Records for the task:
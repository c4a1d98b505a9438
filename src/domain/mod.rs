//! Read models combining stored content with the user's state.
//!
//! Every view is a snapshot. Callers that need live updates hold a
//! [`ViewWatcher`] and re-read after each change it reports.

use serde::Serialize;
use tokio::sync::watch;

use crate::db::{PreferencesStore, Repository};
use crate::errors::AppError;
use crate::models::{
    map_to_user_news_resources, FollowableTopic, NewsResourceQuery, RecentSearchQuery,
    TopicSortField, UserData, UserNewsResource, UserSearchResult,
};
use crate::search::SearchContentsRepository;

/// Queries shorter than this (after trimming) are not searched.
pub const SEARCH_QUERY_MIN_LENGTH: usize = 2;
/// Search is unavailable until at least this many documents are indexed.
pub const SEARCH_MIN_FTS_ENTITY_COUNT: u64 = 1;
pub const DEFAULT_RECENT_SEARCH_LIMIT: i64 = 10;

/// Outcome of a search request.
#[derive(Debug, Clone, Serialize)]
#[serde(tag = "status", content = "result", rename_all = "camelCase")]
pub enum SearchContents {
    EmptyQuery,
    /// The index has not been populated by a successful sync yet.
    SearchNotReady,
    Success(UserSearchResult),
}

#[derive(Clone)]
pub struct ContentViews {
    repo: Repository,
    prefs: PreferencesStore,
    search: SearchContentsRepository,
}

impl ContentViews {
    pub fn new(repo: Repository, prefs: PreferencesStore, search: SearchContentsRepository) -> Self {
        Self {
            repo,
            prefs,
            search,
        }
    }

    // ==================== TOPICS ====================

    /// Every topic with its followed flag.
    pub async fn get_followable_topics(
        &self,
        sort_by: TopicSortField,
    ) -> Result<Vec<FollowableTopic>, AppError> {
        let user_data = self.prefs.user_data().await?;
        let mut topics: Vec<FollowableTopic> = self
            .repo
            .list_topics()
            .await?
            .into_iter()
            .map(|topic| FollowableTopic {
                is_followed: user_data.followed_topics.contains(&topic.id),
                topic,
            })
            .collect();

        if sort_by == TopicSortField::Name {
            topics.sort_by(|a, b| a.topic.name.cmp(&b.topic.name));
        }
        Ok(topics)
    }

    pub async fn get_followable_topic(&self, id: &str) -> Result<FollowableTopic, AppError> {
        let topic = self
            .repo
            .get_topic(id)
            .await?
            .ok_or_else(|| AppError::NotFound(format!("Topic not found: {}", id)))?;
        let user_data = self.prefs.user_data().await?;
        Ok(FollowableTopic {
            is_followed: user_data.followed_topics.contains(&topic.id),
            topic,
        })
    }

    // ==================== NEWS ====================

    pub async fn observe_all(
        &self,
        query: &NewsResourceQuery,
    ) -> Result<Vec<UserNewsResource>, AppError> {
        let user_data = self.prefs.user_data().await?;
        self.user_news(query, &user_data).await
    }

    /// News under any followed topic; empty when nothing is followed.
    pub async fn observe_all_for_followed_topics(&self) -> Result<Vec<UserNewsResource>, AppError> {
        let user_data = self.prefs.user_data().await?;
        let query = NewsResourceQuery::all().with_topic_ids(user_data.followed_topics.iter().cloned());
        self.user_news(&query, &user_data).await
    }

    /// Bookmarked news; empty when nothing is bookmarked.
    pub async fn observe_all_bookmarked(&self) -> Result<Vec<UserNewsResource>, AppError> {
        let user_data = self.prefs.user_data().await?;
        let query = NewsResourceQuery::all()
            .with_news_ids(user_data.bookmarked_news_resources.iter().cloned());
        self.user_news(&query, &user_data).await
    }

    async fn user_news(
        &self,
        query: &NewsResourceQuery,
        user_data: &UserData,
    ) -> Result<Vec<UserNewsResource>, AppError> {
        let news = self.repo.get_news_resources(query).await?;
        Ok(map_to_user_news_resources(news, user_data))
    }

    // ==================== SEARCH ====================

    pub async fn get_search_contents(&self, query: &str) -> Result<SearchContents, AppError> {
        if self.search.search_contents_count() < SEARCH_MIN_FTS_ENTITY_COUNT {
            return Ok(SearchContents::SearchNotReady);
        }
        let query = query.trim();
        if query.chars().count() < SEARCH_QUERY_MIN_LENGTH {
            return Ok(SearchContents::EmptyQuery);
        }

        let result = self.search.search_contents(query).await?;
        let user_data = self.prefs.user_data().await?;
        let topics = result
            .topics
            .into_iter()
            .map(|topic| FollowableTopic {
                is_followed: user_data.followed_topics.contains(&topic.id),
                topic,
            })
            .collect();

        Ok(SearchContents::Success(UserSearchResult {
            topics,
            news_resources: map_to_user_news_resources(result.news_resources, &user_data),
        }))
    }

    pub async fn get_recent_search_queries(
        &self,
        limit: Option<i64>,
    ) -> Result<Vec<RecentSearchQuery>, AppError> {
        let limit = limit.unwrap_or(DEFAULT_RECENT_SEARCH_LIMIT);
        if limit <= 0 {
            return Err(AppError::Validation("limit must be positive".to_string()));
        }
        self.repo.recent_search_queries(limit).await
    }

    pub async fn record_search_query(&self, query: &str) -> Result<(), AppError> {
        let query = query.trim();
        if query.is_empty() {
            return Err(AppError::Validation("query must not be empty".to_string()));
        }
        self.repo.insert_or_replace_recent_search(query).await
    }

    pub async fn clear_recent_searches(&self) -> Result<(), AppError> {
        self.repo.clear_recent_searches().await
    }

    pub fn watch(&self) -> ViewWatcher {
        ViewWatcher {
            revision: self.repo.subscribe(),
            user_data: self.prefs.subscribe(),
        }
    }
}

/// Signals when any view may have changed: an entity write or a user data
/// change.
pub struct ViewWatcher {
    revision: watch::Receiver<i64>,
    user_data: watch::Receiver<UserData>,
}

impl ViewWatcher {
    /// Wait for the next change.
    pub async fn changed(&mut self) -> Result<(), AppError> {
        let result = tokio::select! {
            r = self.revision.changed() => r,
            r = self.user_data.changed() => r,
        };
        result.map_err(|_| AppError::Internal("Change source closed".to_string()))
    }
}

Exercise prompt:
Copy the data above. Keep each line exact.

Response to this task:
repository c4a1d98b505a9438
filename src/domain/mod.rs
//! Read models combining stored content with the user's state.
//!
//! Every view is a snapshot. Callers that need live updates hold a
//! [`ViewWatcher`] and re-read after each change it reports.

use serde::Serialize;
use tokio::sync::watch;

use crate::db::{PreferencesStore, Repository};
use crate::errors::AppError;
use crate::models::{
    map_to_user_news_resources, FollowableTopic, NewsResourceQuery, RecentSearchQuery,
    TopicSortField, UserData, UserNewsResource, UserSearchResult,
};
use crate::search::SearchContentsRepository;

/// Queries shorter than this (after trimming) are not searched.
pub const SEARCH_QUERY_MIN_LENGTH: usize = 2;
/// Search is unavailable until at least this many documents are indexed.
pub const SEARCH_MIN_FTS_ENTITY_COUNT: u64 = 1;
pub const DEFAULT_RECENT_SEARCH_LIMIT: i64 = 10;

/// Outcome of a search request.
#[derive(Debug, Clone, Serialize)]
#[serde(tag = "status", content = "result", rename_all = "camelCase")]
pub enum SearchContents {
    EmptyQuery,
    /// The index has not been populated by a successful sync yet.
    SearchNotReady,
    Success(UserSearchResult),
}

#[derive(Clone)]
pub struct ContentViews {
    repo: Repository,
    prefs: PreferencesStore,
    search: SearchContentsRepository,
}

impl ContentViews {
    pub fn new(repo: Repository, prefs: PreferencesStore, search: SearchContentsRepository) -> Self {
        Self {
            repo,
            prefs,
            search,
        }
    }

    // ==================== TOPICS ====================

    /// Every topic with its followed flag.
    pub async fn get_followable_topics(
        &self,
        sort_by: TopicSortField,
    ) -> Result<Vec<FollowableTopic>, AppError> {
        let user_data = self.prefs.user_data().await?;
        let mut topics: Vec<FollowableTopic> = self
            .repo
            .list_topics()
            .await?
            .into_iter()
            .map(|topic| FollowableTopic {
                is_followed: user_data.followed_topics.contains(&topic.id),
                topic,
            })
            .collect();

        if sort_by == TopicSortField::Name {
            topics.sort_by(|a, b| a.topic.name.cmp(&b.topic.name));
        }
        Ok(topics)
    }

    pub async fn get_followable_topic(&self, id: &str) -> Result<FollowableTopic, AppError> {
        let topic = self
            .repo
            .get_topic(id)
            .await?
            .ok_or_else(|| AppError::NotFound(format!("Topic not found: {}", id)))?;
        let user_data = self.prefs.user_data().await?;
        Ok(FollowableTopic {
            is_followed: user_data.followed_topics.contains(&topic.id),
            topic,
        })
    }

    // ==================== NEWS ====================

    pub async fn observe_all(
        &self,
        query: &NewsResourceQuery,
    ) -> Result<Vec<UserNewsResource>, AppError> {
        let user_data = self.prefs.user_data().await?;
        self.user_news(query, &user_data).await
    }

    /// News under any followed topic; empty when nothing is followed.
    pub async fn observe_all_for_followed_topics(&self) -> Result<Vec<UserNewsResource>, AppError> {
        let user_data = self.prefs.user_data().await?;
        let query = NewsResourceQuery::all().with_topic_ids(user_data.followed_topics.iter().cloned());
        self.user_news(&query, &user_data).await
    }

    /// Bookmarked news; empty when nothing is bookmarked.
    pub async fn observe_all_bookmarked(&self) -> Result<Vec<UserNewsResource>, AppError> {
        let user_data = self.prefs.user_data().await?;
        let query = NewsResourceQuery::all()
            .with_news_ids(user_data.bookmarked_news_resources.iter().cloned());
        self.user_news(&query, &user_data).await
    }

    async fn user_news(
        &self,
        query: &NewsResourceQuery,
        user_data: &UserData,
    ) -> Result<Vec<UserNewsResource>, AppError> {
        let news = self.repo.get_news_resources(query).await?;
        Ok(map_to_user_news_resources(news, user_data))
    }

    // ==================== SEARCH ====================

    pub async fn get_search_contents(&self, query: &str) -> Result<SearchContents, AppError> {
        if self.search.search_contents_count() < SEARCH_MIN_FTS_ENTITY_COUNT {
            return Ok(SearchContents::SearchNotReady);
        }
        let query = query.trim();
        if query.chars().count() < SEARCH_QUERY_MIN_LENGTH {
            return Ok(SearchContents::EmptyQuery);
        }

        let result = self.search.search_contents(query).await?;
        let user_data = self.prefs.user_data().await?;
        let topics = result
            .topics
            .into_iter()
            .map(|topic| FollowableTopic {
                is_followed: user_data.followed_topics.contains(&topic.id),
                topic,
            })
            .collect();

        Ok(SearchContents::Success(UserSearchResult {
            topics,
            news_resources: map_to_user_news_resources(result.news_resources, &user_data),
        }))
    }

    pub async fn get_recent_search_queries(
        &self,
        limit: Option<i64>,
    ) -> Result<Vec<RecentSearchQuery>, AppError> {
        let limit = limit.unwrap_or(DEFAULT_RECENT_SEARCH_LIMIT);
        if limit <= 0 {
            return Err(AppError::Validation("limit must be positive".to_string()));
        }
        self.repo.recent_search_queries(limit).await
    }

    pub async fn record_search_query(&self, query: &str) -> Result<(), AppError> {
        let query = query.trim();
        if query.is_empty() {
            return Err(AppError::Validation("query must not be empty".to_string()));
        }
        self.repo.insert_or_replace_recent_search(query).await
    }

    pub async fn clear_recent_searches(&self) -> Result<(), AppError> {
        self.repo.clear_recent_searches().await
    }

    pub fn watch(&self) -> ViewWatcher {
        ViewWatcher {
            revision: self.repo.subscribe(),
            user_data: self.prefs.subscribe(),
        }
    }
}

/// Signals when any view may have changed: an entity write or a user data
/// change.
pub struct ViewWatcher {
    revision: watch::Receiver<i64>,
    user_data: watch::Receiver<UserData>,
}

impl ViewWatcher {
    /// Wait for the next change.
    pub async fn changed(&mut self) -> Result<(), AppError> {
        let result = tokio::select! {
            r = self.revision.changed() => r,
            r = self.user_data.changed() => r,
        };
        result.map_err(|_| AppError::Internal("Change source closed".to_string()))
    }
}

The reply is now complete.